Texts.WriteLn(W); moves
to a new line.
The example given above needs some modification now. We do not want
to send output to an arbitrary buffer, but to the buffer of our writer W.
The correct statement is:
Texts.Append(Oberon.Log,W.buf);
The data structure Texts.Writer is a complex data structure built
from several components. W.buf is the buffer component of this data structure
and has the type Texts.Buffer.
The current contents of the text Oberon.Log can be displayed using module
System. System.OpenLog opens a window with the name
System.Log, and displays the text Oberon.Log. System.ClearLog
deletes the contents.
A complete module is opened with
Desktops.OpenDoc
ItO/ItOProg06.Mod
To compile it, use
Builder.Compile
ItO/ItOProg06.Mod \s ~
Test it using
ItOProg06.Hello
A complete list of the the types, variables and procedures exported by Texts
is generated by
Browser.ShowDef
Texts ~
or
Watson.ShowDef
Texts ~
The output routines have names, which begin with Write.... Apart from
output device and the value to be sent to output, most routines contain further
parameters, which determine the format a (usually: n: Number of places which
can be output, if necessary k: number of post-decimal positions). You find
a description of the routines in Wirth/Gutknecht: Project Oberon.
Exercises:
Get a copy of the sample module using
System.CopyFiles ItO/ItOProg06.Mod
=> ItO/ItOTest06.Mod
~
Open this copy. Change the name of ItOProg06 to ItOTest06;
compile the module and make sure the module still works by executing
ItOTest06.Hello
Add a procedure
Procedure Range*;
BEGIN
Text.WriteString(w," Integer MIN:
");
Text.WriteInt(w,MIN(INTEGER),20);
Text.WriteString(w," Integer
MAX: ");
Text.WriteInt(w,MAX(INTEGER),20);
Text.WriteLn(w);
Text.Append(Oberon.Log,w.buf);
END Range;
Compile and test again, using
ItOTest06.Range
Complete the procedure Range to give a table with all
elementary number types, separated into columns:
Type MIN MAX
SHORTINT ...... ......
INTEGER ...... ......
LONGINT ...... ......
REAL ...... ......
LONGREAL ...... ......
Set ...... ......
Note: With proportional fonts (e.g. Syntax) the organization
of tables is difficult. The above table is arranged using a ruler and a tabulator
stop. With Texts.Write(W,09X) you can insert the ASCII character 9 = tab.
Another possibility is it to use a font with fixed character width (e.g.
Math or Courier) for the output text .
Apart from the output field width, for real number types REAL and
LONGREAL the accuracy the output is of importance.
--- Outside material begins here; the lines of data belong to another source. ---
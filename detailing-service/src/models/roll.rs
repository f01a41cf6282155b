//! Material roll model.
//!
//! A roll is a physical length of film cut from bulk stock. Both meters and
//! square feet are tracked in parallel; whichever unit is being consumed is the
//! "working" unit and the other is re-derived from the original ratio.

use chrono::{DateTime, Utc};
use rust_decimal::Decimal;
use rust_decimal_macros::dec;
use serde::{Deserialize, Serialize};
use uuid::Uuid;

use super::inventory::{LedgerError, MeasureUnit};

/// Remainders at or below this are treated as exhausted.
pub const EPSILON: Decimal = dec!(0.01);

/// Round a quantity or amount to two decimal places.
pub fn round2(value: Decimal) -> Decimal {
    value.round_dp(2)
}

/// Roll lifecycle status.
#[derive(Debug, Clone, Copy, PartialEq, Eq, Serialize, Deserialize)]
pub enum RollStatus {
    Available,
    Finished,
}

/// A roll of material owned by exactly one inventory item.
#[derive(Debug, Clone, PartialEq, Serialize, Deserialize)]
pub struct Roll {
    pub id: String,
    pub name: String,
    /// Unit the roll was declared in when stocked.
    pub unit: MeasureUnit,
    #[serde(default)]
    pub original_meters: Option<Decimal>,
    #[serde(default)]
    pub remaining_meters: Option<Decimal>,
    #[serde(default)]
    pub original_sqft: Option<Decimal>,
    #[serde(default)]
    pub remaining_sqft: Option<Decimal>,
    pub status: RollStatus,
    /// Rolls stocked before timestamps were recorded have none and sort first.
    #[serde(default)]
    pub created_at: Option<DateTime<Utc>>,
    #[serde(default, skip_serializing_if = "Option::is_none")]
    pub finished_at: Option<DateTime<Utc>>,
}

/// Input for stocking a new roll.
#[derive(Debug, Clone, Serialize, Deserialize)]
pub struct RollSpec {
    pub name: String,
    pub unit: MeasureUnit,
    #[serde(default)]
    pub meters: Option<Decimal>,
    #[serde(default)]
    pub sqft: Option<Decimal>,
}

/// One slice of a consumption: how much was taken from which roll.
#[derive(Debug, Clone, PartialEq, Serialize, Deserialize)]
pub struct RollConsumption {
    pub roll_id: String,
    pub roll_name: String,
    pub quantity_used: Decimal,
    pub unit: MeasureUnit,
}

impl Roll {
    pub fn new(spec: RollSpec, now: DateTime<Utc>) -> Result<Self, LedgerError> {
        let declared = match spec.unit {
            MeasureUnit::Meters => spec.meters,
            MeasureUnit::Sqft => spec.sqft,
            MeasureUnit::Pieces => {
                return Err(LedgerError::InvalidQuantity(
                    "rolls must be declared in meters or sqft".to_string(),
                ))
            }
        };

        match declared {
            Some(amount) if amount > Decimal::ZERO => {}
            _ => {
                return Err(LedgerError::InvalidQuantity(format!(
                    "roll must declare a positive {} quantity",
                    spec.unit
                )))
            }
        }

        for amount in [spec.meters, spec.sqft].into_iter().flatten() {
            if amount < Decimal::ZERO {
                return Err(LedgerError::InvalidQuantity(
                    "roll quantities cannot be negative".to_string(),
                ));
            }
        }

        let meters = spec.meters.map(round2);
        let sqft = spec.sqft.map(round2);

        Ok(Self {
            id: Uuid::new_v4().to_string(),
            name: spec.name,
            unit: spec.unit,
            original_meters: meters,
            remaining_meters: meters,
            original_sqft: sqft,
            remaining_sqft: sqft,
            status: RollStatus::Available,
            created_at: Some(now),
            finished_at: None,
        })
    }

    pub fn is_finished(&self) -> bool {
        self.status == RollStatus::Finished
    }

    /// Remaining quantity in the given unit; zero when the unit is not tracked.
    pub fn remaining_in(&self, unit: MeasureUnit) -> Decimal {
        match unit {
            MeasureUnit::Meters => self.remaining_meters.unwrap_or_default(),
            MeasureUnit::Sqft => self.remaining_sqft.unwrap_or_default(),
            MeasureUnit::Pieces => Decimal::ZERO,
        }
    }

    /// Take `amount` in `unit` and re-derive the paired unit from the original
    /// ratio. The caller guarantees `amount` does not exceed the remainder.
    pub(crate) fn take(&mut self, unit: MeasureUnit, amount: Decimal) {
        let left = round2(self.remaining_in(unit) - amount).max(Decimal::ZERO);

        match unit {
            MeasureUnit::Sqft => {
                self.remaining_sqft = Some(left);
                if let Some(ratio) = ratio(self.original_meters, self.original_sqft) {
                    self.remaining_meters = Some(round2(left * ratio));
                }
            }
            MeasureUnit::Meters => {
                self.remaining_meters = Some(left);
                if let Some(ratio) = ratio(self.original_sqft, self.original_meters) {
                    self.remaining_sqft = Some(round2(left * ratio));
                }
            }
            MeasureUnit::Pieces => {}
        }
    }

    /// True once every tracked remainder is within epsilon of zero.
    pub(crate) fn is_exhausted(&self) -> bool {
        [self.remaining_meters, self.remaining_sqft]
            .into_iter()
            .flatten()
            .all(|left| left <= EPSILON)
    }

    pub(crate) fn finish(&mut self, now: DateTime<Utc>) {
        self.status = RollStatus::Finished;
        self.finished_at = Some(now);
    }
}

/// `numerator / denominator` over the original quantities, when both exist.
fn ratio(numerator: Option<Decimal>, denominator: Option<Decimal>) -> Option<Decimal> {
    match (numerator, denominator) {
        (Some(n), Some(d)) if d > Decimal::ZERO => Some(n / d),
        _ => None,
    }
}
Depending upon the implementation
the accuracy of the internal number representation does not have to be homogeneous.
A finer accuracy is usual used with small numbers than with large. In Oberon
there is no pre-defined possibility to query the accuracy. It must be determined
dynamically, and this is not trivial. A widely used solution is a program
which you can compile using
Builder.Compile ItO/ItOmachar.Mod
~
To start the program, use
ItOmachar.Init
After starting the program, use
System.State ItOmachar.Init ~
or
For the long real version, use
Builder.Compile ItO/ItOmacharL.Mod
~
ItOmacharL.Init
System.State ItOmacharL.Init ~
to get the values determined by the program. The exact meaning
of these values is described by comments in the heading of these modules.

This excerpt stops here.